Escape from Pretoria: Film Review

Escape from Pretoria

Daniel Radcliffe has been making very interesting career choices since finishing Harry Potter and he continues that with Escape for Pretoria, a thrilling film about a real-life prison escape. 

Radcliffe plays Tim Jenkin, a real-life anti-apartheid activist who is sent to Pretoria Prison in 1979 along with his friend Stephen Lee (Andrew Webber). They are determined not to stay in there for the whole of their sentence, so they make a plot to escape – along with Frenchman Leonard Fontaine (he’s a fictional person based on Alex Moumbaris) – by creating wooden replicas of the prison keys needed to make an exit. 

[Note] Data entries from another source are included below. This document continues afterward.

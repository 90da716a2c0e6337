//! Stable numeric error catalog.
//!
//! The numeric values are part of the external contract: they appear in JSON
//! output as `code_num` and drive exit-code selection. Never renumber a
//! variant; add new ones inside the right band instead.
//!
//! | Band        | Range |
//! |-------------|-------|
//! | Success     | 0     |
//! | Input       | 1xxx  |
//! | Config      | 2xxx  |
//! | Environment | 3xxx  |
//! | Plugin      | 4xxx  |
//! | Domain      | 5xxx  |
//! | Bug         | 9xxx  |

use std::fmt;
use std::str::FromStr;

use serde::{Serialize, Serializer};
use thiserror::Error;

// ── ErrorCode ─────────────────────────────────────────────────────────────────

#[derive(Debug, Clone, Copy, PartialEq, Eq, Hash, PartialOrd, Ord)]
#[repr(u16)]
pub enum ErrorCode {
    Ok = 0,

    InputNotFound = 1001,
    InputInvalid = 1002,

    ConfigMissing = 2001,
    ConfigInvalid = 2002,

    EnvPermission = 3001,
    EnvIo = 3002,

    PluginImport = 4001,
    PluginConflict = 4002,

    DomainConstraint = 5001,
    DomainNotReady = 5002,

    BugUnhandled = 9001,
    BugAssert = 9002,
}

impl ErrorCode {
    pub const ALL: [ErrorCode; 13] = [
        Self::Ok,
        Self::InputNotFound,
        Self::InputInvalid,
        Self::ConfigMissing,
        Self::ConfigInvalid,
        Self::EnvPermission,
        Self::EnvIo,
        Self::PluginImport,
        Self::PluginConflict,
        Self::DomainConstraint,
        Self::DomainNotReady,
        Self::BugUnhandled,
        Self::BugAssert,
    ];

    /// Catalog name as it appears in the `code` field of an event.
    pub const fn name(&self) -> &'static str {
        match self {
            Self::Ok => "OK",
            Self::InputNotFound => "E_INPUT_NOT_FOUND",
            Self::InputInvalid => "E_INPUT_INVALID",
            Self::ConfigMissing => "E_CONFIG_MISSING",
            Self::ConfigInvalid => "E_CONFIG_INVALID",
            Self::EnvPermission => "E_ENV_PERMISSION",
            Self::EnvIo => "E_ENV_IO",
            Self::PluginImport => "E_PLUGIN_IMPORT",
            Self::PluginConflict => "E_PLUGIN_CONFLICT",
            Self::DomainConstraint => "E_DOMAIN_CONSTRAINT",
            Self::DomainNotReady => "E_DOMAIN_NOT_READY",
            Self::BugUnhandled => "E_BUG_UNHANDLED",
            Self::BugAssert => "E_BUG_ASSERT",
        }
    }

    pub const fn value(&self) -> u16 {
        *self as u16
    }

    pub const fn band(&self) -> ErrorBand {
        ErrorBand::of(self.value())
    }
}

impl fmt::Display for ErrorCode {
    fn fmt(&self, f: &mut fmt::Formatter<'_>) -> fmt::Result {
        f.write_str(self.name())
    }
}

impl Serialize for ErrorCode {
    fn serialize<S: Serializer>(&self, serializer: S) -> Result<S::Ok, S::Error> {
        serializer.serialize_str(self.name())
    }
}

#[derive(Debug, Clone, PartialEq, Eq, Error)]
pub enum UnknownErrorCode {
    #[error("unknown error code name '{0}'")]
    Name(String),
    #[error("unknown error code value {0}")]
    Value(u16),
}

impl FromStr for ErrorCode {
    type Err = UnknownErrorCode;

    fn from_str(s: &str) -> Result<Self, Self::Err> {
        Self::ALL
            .into_iter()
            .find(|code| code.name() == s)
            .ok_or_else(|| UnknownErrorCode::Name(s.to_owned()))
    }
}

impl TryFrom<u16> for ErrorCode {
    type Error = UnknownErrorCode;

    fn try_from(value: u16) -> Result<Self, Self::Error> {
        Self::ALL
            .into_iter()
            .find(|code| code.value() == value)
            .ok_or(UnknownErrorCode::Value(value))
    }
}

// ── ErrorBand ─────────────────────────────────────────────────────────────────

/// The class a numeric code belongs to, by its thousands digit.
#[derive(Debug, Clone, Copy, PartialEq, Eq, Hash)]
pub enum ErrorBand {
    Success,
    Input,
    Config,
    Environment,
    Plugin,
    Domain,
    Bug,
    Unclassified,
}

impl ErrorBand {
    pub const fn of(value: u16) -> Self {
        if value == 0 {
            return Self::Success;
        }
        match value / 1000 {
            1 => Self::Input,
            2 => Self::Config,
            3 => Self::Environment,
            4 => Self::Plugin,
            5 => Self::Domain,
            9 => Self::Bug,
            _ => Self::Unclassified,
        }
    }

    pub const fn as_str(&self) -> &'static str {
        match self {
            Self::Success => "success",
            Self::Input => "input",
            Self::Config => "config",
            Self::Environment => "environment",
            Self::Plugin => "plugin",
            Self::Domain => "domain",
            Self::Bug => "bug",
            Self::Unclassified => "unclassified",
        }
    }
}

impl fmt::Display for ErrorBand {
    fn fmt(&self, f: &mut fmt::Formatter<'_>) -> fmt::Result {
        f.write_str(self.as_str())
    }
}

#[cfg(test)]
mod tests {
    use super::*;

    #[test]
    fn values_are_stable() {
        assert_eq!(ErrorCode::Ok.value(), 0);
        assert_eq!(ErrorCode::InputNotFound.value(), 1001);
        assert_eq!(ErrorCode::ConfigMissing.value(), 2001);
        assert_eq!(ErrorCode::EnvIo.value(), 3002);
        assert_eq!(ErrorCode::PluginConflict.value(), 4002);
        assert_eq!(ErrorCode::DomainNotReady.value(), 5002);
        assert_eq!(ErrorCode::BugUnhandled.value(), 9001);
    }

    #[test]
    fn every_code_sits_in_its_named_band() {
        for code in ErrorCode::ALL {
            let expected = match code.name() {
                "OK" => ErrorBand::Success,
                n if n.starts_with("E_INPUT") => ErrorBand::Input,
                n if n.starts_with("E_CONFIG") => ErrorBand::Config,
                n if n.starts_with("E_ENV") => ErrorBand::Environment,
                n if n.starts_with("E_PLUGIN") => ErrorBand::Plugin,
                n if n.starts_with("E_DOMAIN") => ErrorBand::Domain,
                n if n.starts_with("E_BUG") => ErrorBand::Bug,
                other => panic!("unexpected code name {other}"),
            };
            assert_eq!(code.band(), expected, "{code}");
        }
    }

    #[test]
    fn raw_values_outside_known_bands_are_unclassified() {
        assert_eq!(ErrorBand::of(6001), ErrorBand::Unclassified);
        assert_eq!(ErrorBand::of(42), ErrorBand::Unclassified);
        assert_eq!(ErrorBand::of(10_000), ErrorBand::Unclassified);
    }

    #[test]
    fn parse_by_name_and_value() {
        assert_eq!(
            "E_CONFIG_MISSING".parse::<ErrorCode>().unwrap(),
            ErrorCode::ConfigMissing
        );
        assert_eq!(ErrorCode::try_from(9002).unwrap(), ErrorCode::BugAssert);
        assert!("E_NOPE".parse::<ErrorCode>().is_err());
        assert_eq!(
            ErrorCode::try_from(1234),
            Err(UnknownErrorCode::Value(1234))
        );
    }

    #[test]
    fn serializes_as_name() {
        let json = serde_json::to_string(&ErrorCode::BugUnhandled).unwrap();
        assert_eq!(json, "\"E_BUG_UNHANDLED\"");
    }
}
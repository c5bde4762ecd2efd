//! Weekly report generation.
//!
//! The flow is: search the tracker for epics, then for each epic (strictly
//! one after the other, with a pause before every request) fetch its
//! comments, keep the recent ones, flatten their bodies to text, and collect
//! everything into a [`Report`] that is printed and saved as JSON.

use anyhow::Context as _;
use chrono::{DateTime, Datelike, Local, SecondsFormat, TimeDelta, Utc};
use itertools::Itertools;
use regex::Regex;
use std::borrow::Cow;
use std::path::{Path, PathBuf};
use std::sync::LazyLock;
use std::time::Duration;

use crate::adf;
use crate::config::Config;
use crate::jira::{Comment, EpicQuery, Issue, IssueTracker};
use crate::utils::{format_date, parse_timestamp, truncate_text};

/// Comments (and issues) older than this many days are not reported.
pub const RECENT_DAYS: u32 = 6;
/// Label stored in the report's search criteria.
pub const COMMENTS_PERIOD: &str = "Last 7 days";
const UNKNOWN_AUTHOR: &str = "Unknown";
const COMMENT_PREVIEW_LEN: usize = 150;
const SUMMARY_TEMPLATE: &str = include_str!("../templates/summary.tt");

/// Comments mirrored from another system carry their original author in the
/// body. The name stops at the line ending, which may be `\r\n`.
static COMMENT_AUTHOR_RE: LazyLock<Regex> =
    LazyLock::new(|| Regex::new(r"Comment Author: ([^\r\n]*)\r?\n").expect("Invalid regexp"));

#[derive(Debug, Clone, PartialEq, Eq, serde::Serialize, serde::Deserialize)]
#[serde(rename_all = "camelCase")]
pub struct Report {
    pub generated_at: String,
    pub search_criteria: SearchCriteria,
    pub issues: Vec<IssueSummary>,
}

#[derive(Debug, Clone, PartialEq, Eq, serde::Serialize, serde::Deserialize)]
#[serde(rename_all = "camelCase")]
pub struct SearchCriteria {
    pub projects: Vec<String>,
    pub affected_version: String,
    pub comments_period: String,
}

#[derive(Debug, Clone, PartialEq, Eq, serde::Serialize, serde::Deserialize)]
#[serde(rename_all = "camelCase")]
pub struct IssueSummary {
    pub issue_key: String,
    pub issue_summary: String,
    pub issue_url: String,
    pub recent_comments_count: usize,
    pub comments: Vec<FormattedComment>,
}

#[derive(Debug, Clone, PartialEq, Eq, serde::Serialize, serde::Deserialize)]
pub struct FormattedComment {
    pub id: String,
    pub author: String,
    pub created: String,
    pub body: String,
    pub updated: Option<String>,
}

/// Switches coming from the command line.
#[derive(Debug, Clone, Default)]
pub struct RunOptions {
    /// Takes precedence over the configured version filter.
    pub affected_version: Option<String>,
    /// Print the report but don't write it to disk.
    pub dry_run: bool,
    /// List every comment in the console summary.
    pub show_comments: bool,
}

/// Version label of the quarter containing `date`, e.g. `Q3 2025`.
pub fn current_quarter(date: impl Datelike) -> String {
    format!("Q{} {}", (date.month() - 1) / 3 + 1, date.year())
}

/// Keeps the comments created strictly after `now` minus [`RECENT_DAYS`].
///
/// Comments with an unparseable creation time are dropped.
pub fn filter_recent_comments(comments: Vec<Comment>, now: DateTime<Utc>) -> Vec<Comment> {
    let cutoff = now - TimeDelta::days(RECENT_DAYS.into());
    comments
        .into_iter()
        .filter(|comment| {
            parse_timestamp(&comment.created)
                .is_some_and(|created| created.with_timezone(&Utc) > cutoff)
        })
        .collect()
}

pub fn format_comment(comment: &Comment) -> FormattedComment {
    let body = adf::extract_text(comment.body.as_ref());
    let author = match COMMENT_AUTHOR_RE.captures(&body) {
        Some(caps) => caps[1].to_string(),
        None => comment
            .author
            .as_ref()
            .map_or(UNKNOWN_AUTHOR, |a| a.display_name.as_str())
            .to_string(),
    };

    FormattedComment {
        id: comment.id.clone(),
        author,
        created: comment.created.clone(),
        body,
        updated: comment.updated.clone(),
    }
}

pub struct ReportGenerator<'a, T: ?Sized> {
    tracker: &'a T,
    query: EpicQuery,
    request_delay: Duration,
}

impl<'a, T: IssueTracker + ?Sized> ReportGenerator<'a, T> {
    pub fn new(tracker: &'a T, query: EpicQuery, request_delay: Duration) -> Self {
        ReportGenerator {
            tracker,
            query,
            request_delay,
        }
    }

    /// Builds the summary of a single issue.
    ///
    /// Returns `None` when the issue has no recent comments. Failing to fetch
    /// the comments is logged and treated as having none.
    pub async fn summarize_issue(&self, issue: &Issue, now: DateTime<Utc>) -> Option<IssueSummary> {
        println!("\nProcessing issue: {} - {}", issue.key, issue.fields.summary);

        if !self.request_delay.is_zero() {
            tokio::time::sleep(self.request_delay).await;
        }
        let comments = match self.tracker.issue_comments(&issue.key).await {
            Ok(comments) => comments,
            Err(e) => {
                tracing::error!("Error fetching comments for issue {}: {:?}", issue.key, e);
                Vec::new()
            }
        };

        let recent = filter_recent_comments(comments, now);
        if recent.is_empty() {
            println!("No recent comments found for {}", issue.key);
            return None;
        }

        let comments: Vec<FormattedComment> = recent.iter().map(format_comment).collect();
        Some(IssueSummary {
            issue_key: issue.key.clone(),
            issue_summary: issue.fields.summary.clone(),
            issue_url: self.tracker.browse_url(&issue.key),
            recent_comments_count: comments.len(),
            comments,
        })
    }

    /// Searches for epics and summarizes them in search order.
    ///
    /// Only a failing search is an error.
    pub async fn generate(&self, now: DateTime<Utc>) -> anyhow::Result<Report> {
        let issues = self.tracker.search_epics(&self.query).await?;
        println!("Found {} issues with recent comments", issues.len());
        if issues.is_empty() {
            println!("No issues found matching the criteria.");
        }

        let mut summaries = Vec::new();
        for issue in &issues {
            if let Some(summary) = self.summarize_issue(issue, now).await {
                summaries.push(summary);
            }
        }

        Ok(Report {
            generated_at: now.to_rfc3339_opts(SecondsFormat::Millis, true),
            search_criteria: SearchCriteria {
                projects: self.query.projects.clone(),
                affected_version: self.query.affected_version.clone(),
                comments_period: COMMENTS_PERIOD.to_string(),
            },
            issues: summaries,
        })
    }
}

#[derive(serde::Serialize)]
struct SummaryView<'a> {
    generated_at: &'a str,
    projects: String,
    affected_version: &'a str,
    comments_period: &'a str,
    show_comments: bool,
    issues: Vec<IssueView<'a>>,
}

#[derive(serde::Serialize)]
struct IssueView<'a> {
    key: &'a str,
    summary: &'a str,
    url: &'a str,
    comment_count: usize,
    comments: Vec<CommentView<'a>>,
}

#[derive(serde::Serialize)]
struct CommentView<'a> {
    author: &'a str,
    date: String,
    text: Cow<'a, str>,
}

/// Renders the human readable summary printed at the end of a run.
pub fn render_summary(report: &Report, show_comments: bool) -> anyhow::Result<String> {
    let view = SummaryView {
        generated_at: &report.generated_at,
        projects: report.search_criteria.projects.iter().join(", "),
        affected_version: &report.search_criteria.affected_version,
        comments_period: &report.search_criteria.comments_period,
        show_comments,
        issues: report
            .issues
            .iter()
            .map(|issue| IssueView {
                key: &issue.issue_key,
                summary: &issue.issue_summary,
                url: &issue.issue_url,
                comment_count: issue.recent_comments_count,
                comments: issue
                    .comments
                    .iter()
                    .map(|c| CommentView {
                        author: &c.author,
                        date: format_date(&c.created),
                        text: truncate_text(&c.body, COMMENT_PREVIEW_LEN),
                    })
                    .collect(),
            })
            .collect(),
    };
    let context = tera::Context::from_serialize(&view)?;
    tera::Tera::one_off(SUMMARY_TEMPLATE, &context, false).context("rendering report summary")
}

/// Writes `report` as pretty JSON into `dir`, creating it if needed.
///
/// The file name carries the UTC date of `now`.
pub fn save_report(report: &Report, dir: &Path, now: DateTime<Utc>) -> anyhow::Result<PathBuf> {
    std::fs::create_dir_all(dir)
        .with_context(|| format!("failed to create report directory {}", dir.display()))?;
    let path = dir.join(format!("jira-weekly-report-{}.json", now.format("%Y-%m-%d")));
    let json = serde_json::to_string_pretty(report)?;
    std::fs::write(&path, json)
        .with_context(|| format!("failed to write report {}", path.display()))?;
    Ok(path)
}

/// Runs a whole report: search, summarize, print and save.
///
/// Returns the path of the written report, or `None` when nothing was
/// written (no issue had recent comments, or a dry run).
pub async fn generate_weekly_report<T: IssueTracker + ?Sized>(
    tracker: &T,
    config: &Config,
    options: &RunOptions,
    now: DateTime<Utc>,
) -> anyhow::Result<Option<PathBuf>> {
    let affected_version = options
        .affected_version
        .clone()
        .or_else(|| config.affected_version.clone())
        .unwrap_or_else(|| current_quarter(now.with_timezone(&Local).date_naive()));

    println!(
        "🔍 Searching for issues in {} projects with {affected_version} affected version...",
        config.projects.join(" and ")
    );

    let query = EpicQuery {
        projects: config.projects.clone(),
        affected_version,
        updated_within_days: RECENT_DAYS,
    };
    let report = ReportGenerator::new(tracker, query, config.request_delay)
        .generate(now)
        .await?;

    print!("{}", render_summary(&report, options.show_comments)?);

    if report.issues.is_empty() {
        return Ok(None);
    }
    if options.dry_run {
        tracing::info!("dry run, not saving the report");
        return Ok(None);
    }
    let path = save_report(&report, &config.output_dir, now)?;
    println!("\n💾 Report saved as: {}", path.display());
    Ok(Some(path))
}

This is an unbelievable tale. Even knowing this was based on a true story, I struggled to believe that using wooden keys and handmade lever mechanisms to turn heavy metal prison doors actually worked. That’s amazing! The film is so tense. On some of their escape attempts or trial runs, I was holding my breath, my heart was pounding and I was gripped, waiting for them to be caught. 

However, while it works very well as a thriller in those scenes, the film as a whole is very flimsy and thin. The characters are very one-dimensional, the script is clunky, and I would have liked to have been more invested in the people. Radcliffe certainly helps elevated the material, even though his South African accent is extremely inconsistent. Kudos for giving it a solid try though. 

Escape from Pretoria is tense, gripping stuff at times but largely let down by the sub-par script.